Eman, who was shifted yesterday to the main building of Saifee Hospital, where she is undergoing treatment, has reduced by half over the last two months — from 498 kg to 250 kg. Her obesity treatment over, she will soon be started on the next line of treatment, which is related to her neurology.
On her feet but not quite
"As promised, she has lost a substantial amount of weight. We have completed her obesity treatment, reducing the risk to her life by 60 per cent. The remaining problems are related to her neurology. Now, she can sit up and lean back and continue to be up; she can even sit on the edge of the bed. But she will never be able to walk as her legs didn't develop properly since her paralytic attack at the age of 11," said Dr Muffazal Lakdawala.

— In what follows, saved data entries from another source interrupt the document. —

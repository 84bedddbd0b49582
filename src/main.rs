use anyhow::Context;
use axum::Router;
use folio::config::Config;
use folio::services::{BrokerageCalculator, OrderManager, PriceRefresher, SqliteStore};
use folio::sources::{PriceFeed, YahooQuoteClient};
use folio::{api, AppState};
use std::sync::Arc;
use tower_http::cors::{Any, CorsLayer};
use tower_http::trace::TraceLayer;
use tracing::{info, warn};
use tracing_subscriber::{layer::SubscriberExt, util::SubscriberInitExt};

#[tokio::main]
async fn main() -> anyhow::Result<()> {
    // Load environment variables
    dotenvy::dotenv().ok();

    // Initialize tracing
    tracing_subscriber::registry()
        .with(
            tracing_subscriber::EnvFilter::try_from_default_env()
                .unwrap_or_else(|_| "folio=debug,tower_http=debug".into()),
        )
        .with(tracing_subscriber::fmt::layer())
        .init();

    // Load configuration
    let config = Arc::new(Config::from_env());
    info!("Starting folio server on {}:{}", config.host, config.port);

    // Open the ledger database
    let store = Arc::new(
        SqliteStore::new(&config.database_path).context("opening ledger database")?,
    );

    // Live quote feed
    let feed = Arc::new(PriceFeed::Yahoo(YahooQuoteClient::new()));

    let orders = Arc::new(OrderManager::new(
        store.clone(),
        feed.clone(),
        BrokerageCalculator::new(config.fee_schedule()),
        config.starting_balance,
        config.price_timeout(),
    ));
    let refresher = Arc::new(PriceRefresher::new(store, feed, config.price_timeout()));

    // Background price refresh for the default account
    {
        let refresher = refresher.clone();
        let account_id = config.default_account_id.clone();
        let interval_secs = config.refresh_interval_secs;
        tokio::spawn(async move {
            let mut ticker =
                tokio::time::interval(std::time::Duration::from_secs(interval_secs.max(1)));
            loop {
                ticker.tick().await;
                let report = refresher.refresh_account(&account_id).await;
                if report.failed > 0 {
                    warn!(
                        "Price sweep: {} updated, {} failed",
                        report.updated, report.failed
                    );
                }
            }
        });
    }

    let state = AppState {
        config: config.clone(),
        orders,
        refresher,
    };

    let app = Router::new()
        .merge(api::router())
        .layer(
            CorsLayer::new()
                .allow_origin(Any)
                .allow_methods(Any)
                .allow_headers(Any),
        )
        .layer(TraceLayer::new_for_http())
        .with_state(state);

    let addr = format!("{}:{}", config.host, config.port);
    let listener = tokio::net::TcpListener::bind(&addr)
        .await
        .context("binding server address")?;
    info!("Listening on {}", addr);

    axum::serve(listener, app).await?;
    Ok(())
}
use crate::services::FeeSchedule;
use rust_decimal::Decimal;
use std::env;
use std::time::Duration;

/// Application configuration.
#[derive(Debug, Clone)]
pub struct Config {
    /// Server host address.
    pub host: String,
    /// Server port.
    pub port: u16,
    /// Path to the SQLite ledger database.
    pub database_path: String,
    /// Account id used when a request names none. The API boundary is the
    /// only place this default applies.
    pub default_account_id: String,
    /// Cash balance granted to an account on first use.
    pub starting_balance: Decimal,
    /// Proportional brokerage rate for equity fills.
    pub equity_brokerage_rate: Decimal,
    /// Cap on the proportional equity brokerage.
    pub equity_brokerage_cap: Decimal,
    /// Flat brokerage per option fill.
    pub option_brokerage_flat: Decimal,
    /// Upper bound on a single price fetch (ms).
    pub price_timeout_ms: u64,
    /// Interval between background price refresh sweeps (seconds).
    pub refresh_interval_secs: u64,
}

impl Config {
    /// Load configuration from environment variables.
    pub fn from_env() -> Self {
        Self {
            host: env::var("HOST").unwrap_or_else(|_| "0.0.0.0".to_string()),
            port: env::var("PORT")
                .ok()
                .and_then(|p| p.parse().ok())
                .unwrap_or(3001),
            database_path: env::var("DATABASE_PATH").unwrap_or_else(|_| "folio.db".to_string()),
            default_account_id: env::var("DEFAULT_ACCOUNT_ID")
                .unwrap_or_else(|_| "primary".to_string()),
            starting_balance: env::var("STARTING_BALANCE")
                .ok()
                .and_then(|v| v.parse().ok())
                .unwrap_or_else(|| Decimal::from(1_000_000)),
            equity_brokerage_rate: env::var("EQUITY_BROKERAGE_RATE")
                .ok()
                .and_then(|v| v.parse().ok())
                .unwrap_or_else(|| Decimal::new(3, 4)),
            equity_brokerage_cap: env::var("EQUITY_BROKERAGE_CAP")
                .ok()
                .and_then(|v| v.parse().ok())
                .unwrap_or_else(|| Decimal::from(20)),
            option_brokerage_flat: env::var("OPTION_BROKERAGE_FLAT")
                .ok()
                .and_then(|v| v.parse().ok())
                .unwrap_or_else(|| Decimal::from(20)),
            price_timeout_ms: env::var("PRICE_TIMEOUT_MS")
                .ok()
                .and_then(|v| v.parse().ok())
                .unwrap_or(5_000),
            refresh_interval_secs: env::var("REFRESH_INTERVAL_SECS")
                .ok()
                .and_then(|v| v.parse().ok())
                .unwrap_or(30),
        }
    }

    /// Fee schedule derived from the configured brokerage knobs.
    pub fn fee_schedule(&self) -> FeeSchedule {
        FeeSchedule {
            equity_rate: self.equity_brokerage_rate,
            equity_fee_cap: self.equity_brokerage_cap,
            option_flat_fee: self.option_brokerage_flat,
        }
    }

    /// Price fetch timeout as a `Duration`.
    pub fn price_timeout(&self) -> Duration {
        Duration::from_millis(self.price_timeout_ms)
    }
}

impl Default for Config {
    fn default() -> Self {
        Self::from_env()
    }
}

"Medically, it is impossible to make her stand. I promised that she would go back to Egypt sitting up on her own, and that she will. "We had decided to keep her in a special room due to her weight. Then, it wasn't possible to move her to the main building. Now that she has lost weight, we decided to move her there."
Not completely fit yet
While she is still getting seizures, doctors have been unable to fit her in a CT scan machine due to her size. So, they are planning to make her shed 50 kg more for that. As she still hasn't recovered completely, her return to Egypt by the month-end has been postponed until her neurological treatment is over.
"We can't afford to send her back to Egypt due to lack of infrastructure there ( which is required for her treatment). There is no proper mechanism to take care of her health. So, until her neurological treatment gets over, we have to keep her here," said Dr Lakdawala.